┌──

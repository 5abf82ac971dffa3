//! Fragment splitting.
//!
//! Recursive splitting in the LangChain style: try the coarsest separator
//! first (paragraph break), fall back to finer ones (line break, sentence
//! end, word break) only for pieces that still exceed the limit, with a hard
//! character cut as last resort. Pieces are then greedily packed into
//! windows of at most `max_chars` characters; each window after the first is
//! seeded with roughly `overlap` trailing characters of the previous one,
//! aligned back to a piece boundary, so a split sentence keeps its context.
//!
//! Lengths are counted in characters, not bytes. Output is deterministic.

use crate::error::{IngestError, Result};
use crate::models::{Fragment, Recipe};

/// Separator priority, coarsest first.
const SEPARATORS: [&str; 4] = ["\n\n", "\n", ". ", " "];

#[derive(Debug, Clone, PartialEq)]
pub struct SplitterConfig {
    /// Maximum fragment length in characters.
    pub max_chars: usize,
    /// Characters of trailing/leading context shared by consecutive
    /// fragments. Independent of `max_chars`; never derived from it.
    pub overlap: usize,
}

impl SplitterConfig {
    pub fn new(max_chars: usize, overlap: usize) -> Result<Self> {
        if max_chars == 0 {
            return Err(IngestError::InvalidConfig(
                "max_chars must be at least 1".to_string(),
            ));
        }
        if overlap >= max_chars {
            return Err(IngestError::InvalidConfig(format!(
                "overlap {overlap} must be smaller than max_chars {max_chars}"
            )));
        }
        Ok(Self { max_chars, overlap })
    }
}

/// Split one recipe description into overlapping bounded fragments.
///
/// A description no longer than `max_chars` yields exactly one fragment
/// equal to the description. An empty description yields none.
pub fn split_recipe(recipe: &Recipe, cfg: &SplitterConfig) -> Vec<Fragment> {
    let description = recipe.description.as_str();
    if description.trim().is_empty() {
        return Vec::new();
    }
    if char_len(description) <= cfg.max_chars {
        return vec![Fragment {
            content: description.to_string(),
            recipe_title: recipe.title.clone(),
        }];
    }

    let mut pieces = Vec::new();
    decompose(description, cfg.max_chars, &SEPARATORS, &mut pieces);

    pack(&pieces, cfg)
        .into_iter()
        .filter(|content| !content.trim().is_empty())
        .map(|content| Fragment {
            content,
            recipe_title: recipe.title.clone(),
        })
        .collect()
}

/// Break `text` into ordered pieces of at most `max` characters.
///
/// Separators stay attached to the end of the piece they close
/// (`split_inclusive`), so concatenating the pieces reproduces `text`
/// byte for byte.
fn decompose<'a>(text: &'a str, max: usize, separators: &[&str], out: &mut Vec<&'a str>) {
    if text.is_empty() {
        return;
    }
    if char_len(text) <= max {
        out.push(text);
        return;
    }

    match separators.split_first() {
        Some((sep, finer)) => {
            for piece in text.split_inclusive(sep) {
                if char_len(piece) <= max {
                    out.push(piece);
                } else {
                    decompose(piece, max, finer, out);
                }
            }
        }
        None => {
            // No separator left: hard cut on character boundaries.
            let mut start = 0;
            let mut chars_in_piece = 0;
            for (idx, _) in text.char_indices() {
                if chars_in_piece == max {
                    out.push(&text[start..idx]);
                    start = idx;
                    chars_in_piece = 0;
                }
                chars_in_piece += 1;
            }
            if start < text.len() {
                out.push(&text[start..]);
            }
        }
    }
}

/// Greedily pack pieces into windows of at most `max_chars` characters.
///
/// When a window closes, the next one starts with the trailing pieces of
/// the closed window totalling at most `overlap` characters (trimmed from
/// the front if they would crowd out the incoming piece).
fn pack(pieces: &[&str], cfg: &SplitterConfig) -> Vec<String> {
    let mut fragments = Vec::new();
    let mut window: Vec<&str> = Vec::new();
    let mut window_len = 0usize;

    for &piece in pieces {
        let piece_len = char_len(piece);

        if window_len + piece_len > cfg.max_chars && !window.is_empty() {
            fragments.push(window.concat());

            let mut seed: Vec<&str> = Vec::new();
            let mut seed_len = 0usize;
            for &p in window.iter().rev() {
                let l = char_len(p);
                if seed_len + l > cfg.overlap {
                    break;
                }
                seed.push(p);
                seed_len += l;
            }
            seed.reverse();
            while !seed.is_empty() && seed_len + piece_len > cfg.max_chars {
                seed_len -= char_len(seed.remove(0));
            }

            window = seed;
            window_len = seed_len;
        }

        window.push(piece);
        window_len += piece_len;
    }

    if !window.is_empty() {
        fragments.push(window.concat());
    }

    fragments
}

fn char_len(s: &str) -> usize {
    s.chars().count()
}

#[cfg(test)]
mod tests {
    use super::*;

    fn recipe(title: &str, description: &str) -> Recipe {
        Recipe {
            title: title.to_string(),
            description: description.to_string(),
        }
    }

    /// Strip each fragment's leading overlap (the longest prefix that is a
    /// suffix of what came before) and concatenate.
    fn reconstruct(fragments: &[Fragment]) -> String {
        let mut out = String::new();
        for f in fragments {
            let mut skip = 0;
            let boundaries = f
                .content
                .char_indices()
                .map(|(i, _)| i)
                .chain(std::iter::once(f.content.len()));
            for b in boundaries {
                if b <= out.len() && out.ends_with(&f.content[..b]) {
                    skip = skip.max(b);
                }
            }
            out.push_str(&f.content[skip..]);
        }
        out
    }

    #[test]
    fn short_description_is_one_fragment() {
        let r = recipe("Toast", "Butter the bread. Toast it.");
        let cfg = SplitterConfig::new(1000, 100).unwrap();
        let fragments = split_recipe(&r, &cfg);
        assert_eq!(fragments.len(), 1);
        assert_eq!(fragments[0].content, r.description);
        assert_eq!(fragments[0].recipe_title, "Toast");
    }

    #[test]
    fn empty_description_yields_no_fragments() {
        let cfg = SplitterConfig::new(100, 10).unwrap();
        assert!(split_recipe(&recipe("Nothing", ""), &cfg).is_empty());
    }

    #[test]
    fn no_fragment_exceeds_max_or_is_empty() {
        let description = "Dice the onions finely. Brown the beef in batches. \
                           Add the stock and wine.\n\nSimmer gently for two hours, \
                           skimming as needed. Season to taste and serve hot."
            .repeat(8);
        let cfg = SplitterConfig::new(120, 20).unwrap();
        let fragments = split_recipe(&recipe("Stew", &description), &cfg);

        assert!(fragments.len() > 1);
        for f in &fragments {
            assert!(!f.content.trim().is_empty());
            assert!(f.content.chars().count() <= 120);
            assert_eq!(f.recipe_title, "Stew");
        }
    }

    #[test]
    fn zero_overlap_concatenation_is_lossless() {
        let description = "One sentence here. Another sentence there. \
                           And a third one follows. Then a fourth for measure."
            .repeat(5);
        let cfg = SplitterConfig::new(80, 0).unwrap();
        let fragments = split_recipe(&recipe("R", &description), &cfg);

        let joined: String = fragments.iter().map(|f| f.content.as_str()).collect();
        assert_eq!(joined, description);
    }

    #[test]
    fn overlap_stripped_concatenation_reconstructs_description() {
        let description = (1..=40)
            .map(|i| format!("Step number {i} of the recipe goes here."))
            .collect::<Vec<_>>()
            .join(" ");
        let cfg = SplitterConfig::new(150, 30).unwrap();
        let fragments = split_recipe(&recipe("R", &description), &cfg);

        assert!(fragments.len() > 1);
        assert_eq!(reconstruct(&fragments), description);
    }

    #[test]
    fn consecutive_fragments_share_overlap_context() {
        let description = (1..=40)
            .map(|i| format!("Step number {i} of the recipe goes here."))
            .collect::<Vec<_>>()
            .join(" ");
        let cfg = SplitterConfig::new(150, 40).unwrap();
        let fragments = split_recipe(&recipe("R", &description), &cfg);

        for pair in fragments.windows(2) {
            // The next fragment starts with some non-empty suffix of the
            // previous one.
            let prev = &pair[0].content;
            let next = &pair[1].content;
            let shares = (1..=next.len().min(prev.len()))
                .filter(|&b| next.is_char_boundary(b))
                .any(|b| prev.ends_with(&next[..b]));
            assert!(shares, "no shared context between consecutive fragments");
        }
    }

    #[test]
    fn prefers_paragraph_breaks_over_finer_separators() {
        let description = format!("{}\n\n{}", "a".repeat(60), "b".repeat(60));
        let cfg = SplitterConfig::new(80, 0).unwrap();
        let fragments = split_recipe(&recipe("R", &description), &cfg);

        assert_eq!(fragments.len(), 2);
        assert!(fragments[0].content.ends_with("\n\n"));
        assert!(fragments[1].content.chars().all(|c| c == 'b'));
    }

    #[test]
    fn unbroken_text_falls_back_to_hard_cut() {
        let description = "x".repeat(250);
        let cfg = SplitterConfig::new(100, 0).unwrap();
        let fragments = split_recipe(&recipe("R", &description), &cfg);

        assert_eq!(fragments.len(), 3);
        assert!(fragments.iter().all(|f| f.content.chars().count() <= 100));
        let joined: String = fragments.iter().map(|f| f.content.as_str()).collect();
        assert_eq!(joined, description);
    }

    #[test]
    fn multibyte_text_is_cut_on_char_boundaries() {
        let description = "é".repeat(150);
        let cfg = SplitterConfig::new(100, 0).unwrap();
        let fragments = split_recipe(&recipe("R", &description), &cfg);

        assert_eq!(fragments.len(), 2);
        assert_eq!(fragments[0].content.chars().count(), 100);
        assert_eq!(fragments[1].content.chars().count(), 50);
    }

    #[test]
    fn output_is_deterministic() {
        let description = (1..=30)
            .map(|i| format!("Sentence {i} about braising."))
            .collect::<Vec<_>>()
            .join(" ");
        let cfg = SplitterConfig::new(90, 15).unwrap();
        let r = recipe("R", &description);

        assert_eq!(split_recipe(&r, &cfg), split_recipe(&r, &cfg));
    }

    #[test]
    fn overlap_must_be_smaller_than_max_chars() {
        assert!(SplitterConfig::new(100, 100).is_err());
        assert!(SplitterConfig::new(100, 101).is_err());
        assert!(SplitterConfig::new(0, 0).is_err());
        assert!(SplitterConfig::new(100, 99).is_ok());
    }
}
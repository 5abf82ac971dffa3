//! Brute-force in-memory vector store.
//!
//! Linear cosine-distance scan over a `Vec` behind an `RwLock`. Plenty for
//! tests and for corpora in the low thousands of fragments.

use async_trait::async_trait;
use tokio::sync::RwLock;

use crate::error::{Result, StoreError};
use crate::schema::{FragmentRecord, SearchHit};
use crate::store::VectorStore;

pub struct MemoryStore {
    dim: usize,
    records: RwLock<Vec<FragmentRecord>>,
}

impl MemoryStore {
    pub fn new(dim: usize) -> Self {
        Self {
            dim,
            records: RwLock::new(Vec::new()),
        }
    }
}

#[async_trait]
impl VectorStore for MemoryStore {
    async fn insert_batch(&self, records: Vec<FragmentRecord>) -> Result<usize> {
        // Validate the whole batch before touching the store, so a bad row
        // cannot leave a partial insert behind.
        for r in &records {
            if r.embedding.len() != self.dim {
                return Err(StoreError::DimensionMismatch {
                    expected: self.dim,
                    actual: r.embedding.len(),
                });
            }
        }

        let n = records.len();
        self.records.write().await.extend(records);
        Ok(n)
    }

    async fn search(&self, query: &[f32], k: usize) -> Result<Vec<SearchHit>> {
        if query.len() != self.dim {
            return Err(StoreError::DimensionMismatch {
                expected: self.dim,
                actual: query.len(),
            });
        }

        let records = self.records.read().await;
        let mut hits: Vec<SearchHit> = records
            .iter()
            .map(|r| SearchHit {
                content: r.content.clone(),
                recipe: r.recipe.clone(),
                distance: 1.0 - cosine_similarity(query, &r.embedding),
            })
            .collect();

        hits.sort_by(|a, b| {
            a.distance
                .partial_cmp(&b.distance)
                .unwrap_or(std::cmp::Ordering::Equal)
        });
        hits.truncate(k);
        Ok(hits)
    }

    async fn count(&self) -> Result<usize> {
        Ok(self.records.read().await.len())
    }
}

/// Cosine similarity with a zero-magnitude guard.
fn cosine_similarity(a: &[f32], b: &[f32]) -> f32 {
    let dot: f32 = a.iter().zip(b.iter()).map(|(x, y)| x * y).sum();
    let mag_a: f32 = a.iter().map(|x| x * x).sum::<f32>().sqrt();
    let mag_b: f32 = b.iter().map(|x| x * x).sum::<f32>().sqrt();

    if mag_a == 0.0 || mag_b == 0.0 {
        return 0.0;
    }
    dot / (mag_a * mag_b)
}
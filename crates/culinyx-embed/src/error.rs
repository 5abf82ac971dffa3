//! Error types for the embedding capability.

use thiserror::Error;

pub type Result<T> = std::result::Result<T, EmbedError>;

#[derive(Debug, Error)]
pub enum EmbedError {
    #[error("HTTP error: {0}")]
    Http(String),

    #[error("Invalid embedding response: {0}")]
    InvalidResponse(String),

    #[error("Backend error: {0}")]
    Backend(String),
}

impl From<reqwest::Error> for EmbedError {
    fn from(err: reqwest::Error) -> Self {
        EmbedError::Http(err.to_string())
    }
}
//! culinyx-db — Vector store capability for indexed recipe fragments.
//!
//! This crate provides the [`VectorStore`] trait plus two implementations:
//!
//! - [`LanceStore`]: embedded LanceDB table (no external server required),
//!   columnar storage with native vector similarity search.
//! - [`MemoryStore`]: brute-force in-memory store for tests and small corpora.
//!
//! The store owns persistence; callers only hand it `(vector, text, metadata)`
//! rows and issue similarity queries.

pub mod error;
pub mod lance;
pub mod memory;
pub mod schema;
pub mod schema_arrow;
pub mod store;

pub use error::{Result, StoreError};
pub use lance::LanceStore;
pub use memory::MemoryStore;
pub use schema::{FragmentRecord, SearchHit};
pub use store::VectorStore;
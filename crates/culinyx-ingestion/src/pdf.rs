//! PDF access: per-page text extraction and outline extraction.
//!
//! Wraps `lopdf`. Two capabilities are exposed, matching what the rest of
//! the pipeline needs from any document source:
//!   - `extract_pages`: one entry per physical page, in document order
//!   - `extract_outline`: the bookmark tree as `(level, title, start_page)`
//!     entries in native outline order

use std::collections::{HashMap, HashSet};
use std::path::Path;

use lopdf::{Dictionary, Object, ObjectId};
use tracing::debug;

use crate::error::{IngestError, Result};
use crate::models::{OutlineEntry, Page};

#[derive(Debug)]
pub struct PdfDocument {
    doc: lopdf::Document,
}

impl PdfDocument {
    /// Open a PDF. Fails if the file cannot be read or contains no pages.
    pub fn load(path: impl AsRef<Path>) -> Result<Self> {
        let path = path.as_ref();
        let doc = lopdf::Document::load(path)
            .map_err(|e| IngestError::DocumentAccess(format!("{}: {e}", path.display())))?;

        if doc.get_pages().is_empty() {
            return Err(IngestError::DocumentAccess(format!(
                "{}: document has no pages",
                path.display()
            )));
        }

        Ok(Self { doc })
    }

    /// Extract text for every page, in document order.
    ///
    /// A page whose content stream fails to decode degrades to an empty
    /// string rather than aborting the run; blank pages are expected
    /// (illustrations, section dividers) and the entry is kept so page
    /// numbers stay aligned.
    pub fn extract_pages(&self) -> Vec<Page> {
        self.doc
            .get_pages()
            .keys()
            .map(|&number| {
                let text = self.doc.extract_text(&[number]).unwrap_or_else(|e| {
                    debug!(page = number, error = %e, "page text extraction failed");
                    String::new()
                });
                Page { number, text }
            })
            .collect()
    }

    /// Walk the outline tree and return entries in native outline order.
    ///
    /// Returns an empty Vec when the document has no outline; the caller
    /// decides whether that is fatal (the pipeline fails fast instead of
    /// guessing boundaries).
    pub fn extract_outline(&self) -> Vec<OutlineEntry> {
        let mut entries = Vec::new();

        // Destinations reference page objects; map them back to page numbers.
        let page_numbers: HashMap<ObjectId, u32> = self
            .doc
            .get_pages()
            .iter()
            .map(|(number, id)| (*id, *number))
            .collect();

        let Ok(catalog) = self.doc.catalog() else {
            return entries;
        };
        let Some(root_id) = catalog
            .get(b"Outlines")
            .ok()
            .and_then(|o| o.as_reference().ok())
        else {
            return entries;
        };
        let Ok(root) = self.doc.get_dictionary(root_id) else {
            return entries;
        };

        if let Some(first) = root.get(b"First").ok().and_then(|o| o.as_reference().ok()) {
            let mut seen = HashSet::new();
            self.walk_outline(first, 1, &page_numbers, &mut entries, &mut seen);
        }

        entries
    }

    fn walk_outline(
        &self,
        first: ObjectId,
        level: u32,
        page_numbers: &HashMap<ObjectId, u32>,
        entries: &mut Vec<OutlineEntry>,
        seen: &mut HashSet<ObjectId>,
    ) {
        let mut current = Some(first);
        while let Some(id) = current {
            // Malformed outlines can contain cycles.
            if !seen.insert(id) {
                break;
            }
            let Ok(item) = self.doc.get_dictionary(id) else {
                break;
            };

            let title = item
                .get(b"Title")
                .ok()
                .and_then(|o| self.resolve(o).as_str().ok())
                .and_then(decode_pdf_string);
            let start_page = self.destination_page(item, page_numbers);

            match (title, start_page) {
                (Some(title), Some(start_page)) => {
                    entries.push(OutlineEntry { level, title, start_page });
                }
                (title, _) => {
                    debug!(?title, level, "skipping outline entry without resolvable target page");
                }
            }

            if let Some(child) = item.get(b"First").ok().and_then(|o| o.as_reference().ok()) {
                self.walk_outline(child, level + 1, page_numbers, entries, seen);
            }

            current = item.get(b"Next").ok().and_then(|o| o.as_reference().ok());
        }
    }

    /// Resolve an outline item's target to a page number.
    ///
    /// Handles direct `/Dest` arrays and `/A` GoTo actions with a `/D`
    /// array. Named destinations are not resolved; such entries are skipped.
    fn destination_page(
        &self,
        item: &Dictionary,
        page_numbers: &HashMap<ObjectId, u32>,
    ) -> Option<u32> {
        let dest = match item.get(b"Dest") {
            Ok(dest) => dest,
            Err(_) => {
                let action = self.resolve(item.get(b"A").ok()?);
                action.as_dict().ok()?.get(b"D").ok()?
            }
        };

        let dest = self.resolve(dest);
        let array = dest.as_array().ok()?;
        let page_ref = array.first()?.as_reference().ok()?;
        page_numbers.get(&page_ref).copied()
    }

    fn resolve<'a>(&'a self, object: &'a Object) -> &'a Object {
        match object {
            Object::Reference(id) => self.doc.get_object(*id).unwrap_or(object),
            other => other,
        }
    }
}

/// Decode PDF string bytes: UTF-16BE with BOM, then UTF-8, then Latin-1.
fn decode_pdf_string(bytes: &[u8]) -> Option<String> {
    if bytes.is_empty() {
        return None;
    }

    let decoded = if bytes.len() >= 2 && bytes[0] == 0xFE && bytes[1] == 0xFF {
        let units: Vec<u16> = bytes[2..]
            .chunks_exact(2)
            .map(|c| u16::from_be_bytes([c[0], c[1]]))
            .collect();
        String::from_utf16(&units).ok()?
    } else if let Ok(s) = std::str::from_utf8(bytes) {
        s.to_string()
    } else {
        bytes.iter().map(|&b| b as char).collect()
    };

    let cleaned: String = decoded
        .chars()
        .filter(|c| !c.is_control())
        .collect::<String>()
        .trim()
        .to_string();

    if cleaned.is_empty() {
        None
    } else {
        Some(cleaned)
    }
}
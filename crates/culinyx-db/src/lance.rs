//! LanceDB-backed vector store.

use arrow_array::RecordBatchIterator;
use async_trait::async_trait;
use futures::StreamExt;
use lancedb::connection::Connection;
use lancedb::query::{ExecutableQuery, QueryBase};
use std::path::Path;
use tokio::sync::Mutex;
use tracing::debug;

use crate::error::{Result, StoreError};
use crate::schema::{FragmentRecord, SearchHit, TABLE_FRAGMENTS};
use crate::schema_arrow::{fragment_schema, fragment_to_record, record_to_hit};
use crate::store::VectorStore;

/// Embedded LanceDB store for recipe fragments.
///
/// The embedding dimension is fixed per store at connect time; it shapes the
/// table schema and every insert is checked against it.
pub struct LanceStore {
    conn: Connection,
    dim: usize,
    // Concurrent writers to the same table must not interleave batches.
    write_lock: Mutex<()>,
}

impl LanceStore {
    /// Open or create a store at `path` with `dim`-wide embeddings.
    pub async fn connect(path: impl AsRef<Path>, dim: usize) -> Result<Self> {
        let path_str = path.as_ref().to_string_lossy().to_string();

        if !path.as_ref().exists() {
            std::fs::create_dir_all(path.as_ref())?;
        }

        let conn = lancedb::connect(&path_str).execute().await?;

        let store = Self {
            conn,
            dim,
            write_lock: Mutex::new(()),
        };
        store.initialize().await?;
        Ok(store)
    }

    /// Create the fragments table if it does not exist.
    ///
    /// LanceDB requires a schema-bearing (possibly empty) batch iterator to
    /// create a table.
    async fn initialize(&self) -> Result<()> {
        if self.table_exists().await? {
            return Ok(());
        }

        let schema = fragment_schema(self.dim);
        let empty_iter = RecordBatchIterator::new(vec![], schema);
        self.conn
            .create_table(TABLE_FRAGMENTS, empty_iter)
            .execute()
            .await?;

        debug!(dim = self.dim, "fragments table created");
        Ok(())
    }

    async fn table_exists(&self) -> Result<bool> {
        let tables = self.conn.table_names().execute().await?;
        Ok(tables.contains(&TABLE_FRAGMENTS.to_string()))
    }
}

#[async_trait]
impl VectorStore for LanceStore {
    async fn insert_batch(&self, records: Vec<FragmentRecord>) -> Result<usize> {
        if records.is_empty() {
            return Ok(0);
        }

        let batches: Vec<arrow_array::RecordBatch> = records
            .iter()
            .map(|r| fragment_to_record(r, self.dim))
            .collect::<Result<_>>()?;

        let _guard = self.write_lock.lock().await;

        let table = self
            .conn
            .open_table(TABLE_FRAGMENTS)
            .execute()
            .await?;

        let schema = batches[0].schema();
        let iter = RecordBatchIterator::new(batches.into_iter().map(Ok), schema);
        table.add(iter).execute().await?;

        Ok(records.len())
    }

    async fn search(&self, query: &[f32], k: usize) -> Result<Vec<SearchHit>> {
        if query.len() != self.dim {
            return Err(StoreError::DimensionMismatch {
                expected: self.dim,
                actual: query.len(),
            });
        }

        let table = self
            .conn
            .open_table(TABLE_FRAGMENTS)
            .execute()
            .await?;

        let mut stream = table
            .vector_search(query.to_vec())?
            .limit(k)
            .execute()
            .await?;

        let mut hits = Vec::new();
        while let Some(batch) = stream.next().await {
            let batch = batch?;
            for i in 0..batch.num_rows() {
                hits.push(record_to_hit(&batch, i)?);
            }
        }

        Ok(hits)
    }

    async fn count(&self) -> Result<usize> {
        let table = self
            .conn
            .open_table(TABLE_FRAGMENTS)
            .execute()
            .await?;
        Ok(table.count_rows(None).await?)
    }
}
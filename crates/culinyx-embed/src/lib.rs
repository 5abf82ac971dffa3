//! culinyx-embed — Embedding capability for the indexing pipeline.
//!
//! Exposes the [`Embedder`] trait plus an HTTP client implementation
//! covering OpenAI-compatible `/v1/embeddings` endpoints and Ollama.
//! The pipeline never talks to a concrete backend directly; it holds an
//! `Arc<dyn Embedder>` injected by the caller.

pub mod config;
pub mod embedder;
pub mod error;
pub mod normalize;

pub use config::{EmbedBackend, EmbeddingConfig};
pub use embedder::{Embedder, HttpEmbedder};
pub use error::{EmbedError, Result};
pub use normalize::l2_normalize;
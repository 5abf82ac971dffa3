//! culinyx-ingestion — Cookbook segmentation and chunk-indexing pipeline.
//!
//! Turns one cookbook PDF into a searchable fragment index:
//! - Per-page text extraction
//! - Outline extraction and recipe-boundary resolution
//! - Nearest-preceding-boundary assignment of pages to recipes
//! - Recursive splitting of recipe text into overlapping fragments
//! - Embedding and insertion into a vector store
//!
//! The embedding model and the vector store are injected capabilities
//! (`culinyx-embed`, `culinyx-db`), never ambient singletons.

pub mod assign;
pub mod error;
pub mod indexer;
pub mod models;
pub mod outline;
pub mod pdf;
pub mod pipeline;
pub mod splitter;

pub use error::{IngestError, Result};
pub use indexer::{FailurePolicy, IndexBuilder, IndexSummary};
pub use models::{Fragment, OutlineEntry, Page, Recipe, RecipeBoundary, SegmentConfig};
pub use pipeline::{run_indexing, IndexingJob, IndexingResult};
pub use splitter::SplitterConfig;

└──

Among the lines of the listing above, which ones hold "shared"? Copy them.

    /// Characters of trailing/leading context shared by consecutive
            assert!(shares, "no shared context between consecutive fragments");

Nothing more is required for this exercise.